Energy dissipation rates of ensemble eddy viscosity models of turbulence: the periodic box
This addresses the issue of over-diffusion in turbulence modeling for fluid dynamics researchers, offering a proof-based alternative to incremental fixes in existing models.
The paper tackles the problem of over-diffusion in classical eddy viscosity models of turbulence by proposing an ensemble approach that solves Navier-Stokes equations with perturbed data to compute turbulent kinetic energy directly, and proves that this method does not over-diffuse solutions for turbulence in a periodic box.

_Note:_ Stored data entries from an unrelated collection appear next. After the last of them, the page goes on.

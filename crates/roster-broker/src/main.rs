//! Roster broker process.
//!
//! Registers this broker under `/brokers/ids/<id>`, reports every membership
//! change, and stays registered until Ctrl-C. A lost session ends the
//! process; the broker is never re-registered behind the operator's back.

mod cli;
mod host;
mod logging;
mod reporter;

use std::sync::Arc;
use std::time::Duration;

use anyhow::Context;
use clap::Parser;
use roster_common::{BrokerRecord, RosterConfig};
use roster_coord::SessionState;
use roster_registry::MembershipRegistry;
use tracing::{error, info, warn};

use crate::cli::Cli;
use crate::logging::{LoggingConfig, init_logging};
use crate::reporter::ClusterReporter;

const ALIVE_INTERVAL: Duration = Duration::from_secs(5);

#[tokio::main]
async fn main() -> anyhow::Result<()> {
    let cli = Cli::parse();
    let config = RosterConfig::load(cli.config.as_deref(), &cli.overrides())
        .context("failed to load configuration")?;
    let _logging_guard = init_logging(&LoggingConfig::from_settings(&config.logging))?;

    let host = cli.host.clone().unwrap_or_else(host::detect_host);
    let record = BrokerRecord::try_new(cli.broker_id, host, cli.port()?)
        .context("invalid advertised address")?;
    info!(
        "Starting broker {} at {} (coordinator {:?} at {})",
        record.id(),
        record.address(),
        config.coordinator.backend,
        config.coordinator.address
    );

    let registry = Arc::new(
        MembershipRegistry::connect(&config)
            .await
            .context("failed to connect to the coordination service")?,
    );

    registry
        .subscribe(Arc::new(ClusterReporter::new(Arc::downgrade(&registry))))
        .await
        .context("failed to watch cluster membership")?;

    if let Err(e) = registry.register(&record).await {
        error!("Failed to register broker {}: {}", record.id(), e);
        let _ = registry.close().await;
        return Err(e.into());
    }

    match registry.get_all_brokers().await {
        Ok(brokers) => {
            info!("Cluster has {} broker(s)", brokers.len());
            for broker in &brokers {
                info!("  {}", broker);
            }
        }
        Err(e) => warn!("Failed to read cluster state: {}", e),
    }

    let result = run_until_shutdown(&registry, &record).await;

    if result.is_ok()
        && let Err(e) = registry.deregister(record.id()).await
    {
        warn!("Failed to deregister broker {}: {}", record.id(), e);
    }
    if let Err(e) = registry.close().await {
        warn!("Failed to close coordination session: {}", e);
    }
    info!("Broker {} stopped", record.id());
    result
}

async fn run_until_shutdown(
    registry: &MembershipRegistry,
    record: &BrokerRecord,
) -> anyhow::Result<()> {
    let mut session = registry.client().session_state();
    let mut ticker = tokio::time::interval(ALIVE_INTERVAL);
    ticker.tick().await;

    loop {
        tokio::select! {
            signal = tokio::signal::ctrl_c() => {
                signal.context("failed to listen for Ctrl-C")?;
                info!("Shutting down broker {}", record.id());
                return Ok(());
            }
            _ = ticker.tick() => {
                info!(
                    "Broker {} is alive, subscription {}",
                    record.id(),
                    registry.notifier().state()
                );
            }
            changed = session.changed() => {
                let state = *session.borrow_and_update();
                if changed.is_err() || state != SessionState::Connected {
                    error!(
                        "Coordination session is {}, broker {} is no longer registered",
                        state,
                        record.id()
                    );
                    anyhow::bail!("coordination session {}", state);
                }
            }
        }
    }
}
//! Broker record codec
//!
//! The payload stored at `/brokers/ids/<id>` is a JSON object:
//!
//! ```json
//! {"id":1,"host":"10.0.0.1","port":9093}
//! ```
//!
//! Decoding ignores fields it does not know, so newer writers can attach
//! extra metadata without breaking older readers.

use bytes::Bytes;
use serde::{Deserialize, Serialize};

use crate::error::CodecError;
use crate::model::{BrokerId, BrokerRecord};

/// On-the-wire shape. Numbers are read wide so out-of-range values are
/// reported as malformed instead of as a generic type error.
#[derive(Serialize, Deserialize)]
struct WireRecord {
    id: i64,
    host: String,
    port: i64,
}

/// Serialize a record into an entry payload.
///
/// Refuses records `decode` would reject, so nothing unreadable is written.
pub fn encode(record: &BrokerRecord) -> Result<Bytes, CodecError> {
    record.validate()?;
    let wire = WireRecord {
        id: i64::from(record.id().get()),
        host: record.host().to_string(),
        port: i64::from(record.port()),
    };
    serde_json::to_vec(&wire)
        .map(Bytes::from)
        .map_err(CodecError::Encode)
}

/// Parse an entry payload.
pub fn decode(payload: &[u8]) -> Result<BrokerRecord, CodecError> {
    let wire: WireRecord =
        serde_json::from_slice(payload).map_err(|e| CodecError::Malformed(e.to_string()))?;

    let id = u32::try_from(wire.id)
        .ok()
        .and_then(BrokerId::new)
        .ok_or_else(|| CodecError::Malformed(format!("invalid broker id {}", wire.id)))?;

    let port = u16::try_from(wire.port)
        .map_err(|_| CodecError::Malformed(format!("port {} out of range", wire.port)))?;

    BrokerRecord::try_new(id, wire.host, port)
}
impl MemoryCoordinator {
    pub fn new() -> Self {
        Self::with_reaper_interval(DEFAULT_REAPER_INTERVAL)
    }

    /// `interval` is how often lapsed sessions are looked for.
    pub fn with_reaper_interval(interval: Duration) -> Self {
        Self {
            state: Arc::new(CoordinatorState {
                tree: Mutex::new(Tree::new()),
                reaper_interval: interval,
                reaper_started: Mutex::new(false),
                fail_next_connects: AtomicU32::new(0),
                drop_next_replies: AtomicU32::new(0),
                read_delays: Mutex::new(HashMap::new()),
            }),
        }
    }

    pub fn connector(&self) -> Arc<dyn Connector> {
        Arc::new(MemoryConnector {
            coordinator: self.clone(),
        })
    }

    /// Open a session directly.
    pub async fn connect(&self, session_ttl: Duration) -> Result<Arc<MemorySession>> {
        if self
            .state
            .fail_next_connects
            .fetch_update(Ordering::SeqCst, Ordering::SeqCst, |n| n.checked_sub(1))
            .is_ok()
        {
            return Err(CoordError::Connection(
                "memory coordinator unavailable".to_string(),
            ));
        }

        self.ensure_reaper();

        let session_id = uuid::Uuid::new_v4().to_string();
        let events_tx = spawn_notification_task(session_id.clone());
        let (state_tx, state_rx) = watch::channel(SessionState::Connected);

        self.state.tree.lock().sessions.insert(
            session_id.clone(),
            SessionEntry {
                ttl: session_ttl,
                last_heartbeat: Instant::now(),
                heartbeats_suspended: false,
                events: events_tx,
                state: state_tx,
            },
        );

        tokio::spawn(run_heartbeats(
            Arc::downgrade(&self.state),
            session_id.clone(),
            session_ttl / 3,
        ));

        debug!("Opened memory session {} (ttl {:?})", session_id, session_ttl);

        Ok(Arc::new(MemorySession {
            state: self.state.clone(),
            session_id,
            state_rx,
        }))
    }

    fn ensure_reaper(&self) {
        let mut started = self.state.reaper_started.lock();
        if *started {
            return;
        }
        *started = true;

        let weak = Arc::downgrade(&self.state);
        let interval = self.state.reaper_interval;
        tokio::spawn(async move {
            let mut ticker = tokio::time::interval(interval);
            loop {
                ticker.tick().await;
                let Some(state) = weak.upgrade() else {
                    break;
                };
                state.reap_expired();
            }
        });
    }

    /// End a session as if its heartbeats had timed out.
    pub fn expire_session(&self, session_id: &str) -> bool {
        let mut tree = self.state.tree.lock();
        if !tree.sessions.contains_key(session_id) {
            return false;
        }
        info!("Forcing expiry of session {}", session_id);
        tree.end_session(session_id, SessionState::Expired);
        true
    }

    /// Stop counting heartbeats of a session, so it expires after its TTL.
    /// Models a process that stopped without closing its session.
    pub fn suspend_heartbeats(&self, session_id: &str) -> bool {
        let mut tree = self.state.tree.lock();
        match tree.sessions.get_mut(session_id) {
            Some(session) => {
                session.heartbeats_suspended = true;
                true
            }
            None => false,
        }
    }

    /// Make the next `count` connection attempts fail.
    pub fn fail_next_connects(&self, count: u32) {
        self.state.fail_next_connects.store(count, Ordering::SeqCst);
    }

    /// Apply the next `count` mutating requests but report them as lost.
    pub fn drop_next_replies(&self, count: u32) {
        self.state.drop_next_replies.store(count, Ordering::SeqCst);
    }

    /// Stall every `get_data` of `path` for `delay` before answering.
    /// `Duration::ZERO` removes the stall.
    pub fn delay_reads(&self, path: &str, delay: Duration) {
        let mut delays = self.state.read_delays.lock();
        if delay.is_zero() {
            delays.remove(path);
        } else {
            delays.insert(path.to_string(), delay);
        }
    }

    pub fn session_count(&self) -> usize {
        self.state.tree.lock().sessions.len()
    }

    pub fn exists(&self, path: &str) -> bool {
        self.state.tree.lock().nodes.contains_key(path)
    }

    /// Owner token of an ephemeral node
    pub fn owner_of(&self, path: &str) -> Option<String> {
        self.state
            .tree
            .lock()
            .nodes
            .get(path)
            .and_then(|node| node.owner.clone())
    }
}

async fn run_heartbeats(state: Weak<CoordinatorState>, session_id: String, period: Duration) {
    let mut ticker = tokio::time::interval(period.max(Duration::from_millis(1)));
    loop {
        ticker.tick().await;
        let Some(state) = state.upgrade() else {
            break;
        };
        let mut tree = state.tree.lock();
        match tree.sessions.get_mut(&session_id) {
            Some(session) if !session.heartbeats_suspended => {
                session.last_heartbeat = Instant::now();
            }
            Some(_) => {}
            None => break,
        }
    }
}
//! Property tests for the broker record codec.

use proptest::prelude::*;
use roster_common::{BrokerId, BrokerRecord, decode, encode};

fn host_strategy() -> impl Strategy<Value = String> {
    prop_oneof![
        "[a-z][a-z0-9-]{0,20}(\\.[a-z][a-z0-9-]{0,10}){0,3}",
        (any::<u8>(), any::<u8>(), any::<u8>(), any::<u8>())
            .prop_map(|(a, b, c, d)| format!("{}.{}.{}.{}", a, b, c, d)),
    ]
}

fn record_strategy() -> impl Strategy<Value = BrokerRecord> {
    (1u32..=u32::MAX, host_strategy(), any::<u16>()).prop_map(|(id, host, port)| {
        BrokerRecord::new(BrokerId::new(id).expect("non-zero"), host, port)
    })
}

/// Hosts at the validity boundary: empty, whitespace only, or padded.
fn edge_host_strategy() -> impl Strategy<Value = String> {
    prop_oneof![
        "[ \t]{0,4}",
        "[ \t]{0,2}[a-z0-9.]{1,8}[ \t]{0,2}",
    ]
}

proptest! {
    #[test]
    fn decode_inverts_encode(record in record_strategy()) {
        let payload = encode(&record).unwrap();
        prop_assert_eq!(decode(&payload).unwrap(), record);
    }

    #[test]
    fn encodable_records_always_decode(
        id in 1u32..=u32::MAX,
        host in edge_host_strategy(),
        port in any::<u16>(),
    ) {
        let record = BrokerRecord::new(BrokerId::new(id).expect("non-zero"), host.clone(), port);
        match encode(&record) {
            Ok(payload) => {
                prop_assert!(BrokerRecord::try_new(record.id(), host, port).is_ok());
                prop_assert_eq!(decode(&payload).unwrap(), record);
            }
            Err(_) => {
                prop_assert!(host.trim().is_empty());
                prop_assert!(BrokerRecord::try_new(record.id(), host, port).is_err());
            }
        }
    }

    #[test]
    fn extra_fields_do_not_change_known_fields(
        record in record_strategy(),
        extra_key in "[a-z_]{1,12}",
        extra_value in any::<i64>(),
    ) {
        prop_assume!(!["id", "host", "port"].contains(&extra_key.as_str()));

        let minimal = encode(&record).unwrap();
        let mut object: serde_json::Map<String, serde_json::Value> =
            serde_json::from_slice(&minimal).unwrap();
        object.insert(extra_key, serde_json::Value::from(extra_value));
        object.insert("tags".to_string(), serde_json::json!({"rack": "r1"}));
        let extended = serde_json::to_vec(&object).unwrap();

        prop_assert_eq!(decode(&extended).unwrap(), decode(&minimal).unwrap());
    }
}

Classical eddy viscosity models of turbulence add an eddy viscosity term based on the Kolmogorov-Prandtl parameterization by a turbulent length scale $l$ and a turbulent kinetic energy $k^{\prime }$. Approximations of the unknowns $l,k^{\prime }$ are typically constructed by solving multi-parameter systems of nonlinear convection-diffusion-reaction equations. Often these over-diffuse so additional fixes are added. Alternately, one can solve an ensemble of NSE's with perturbed data and simply compute directly $k^{\prime }$(without modeling). The question then arises: Does this ensemble eddy viscosity approach over-diffuse solutions? We prove herein that for turbulence in a periodic box it does not.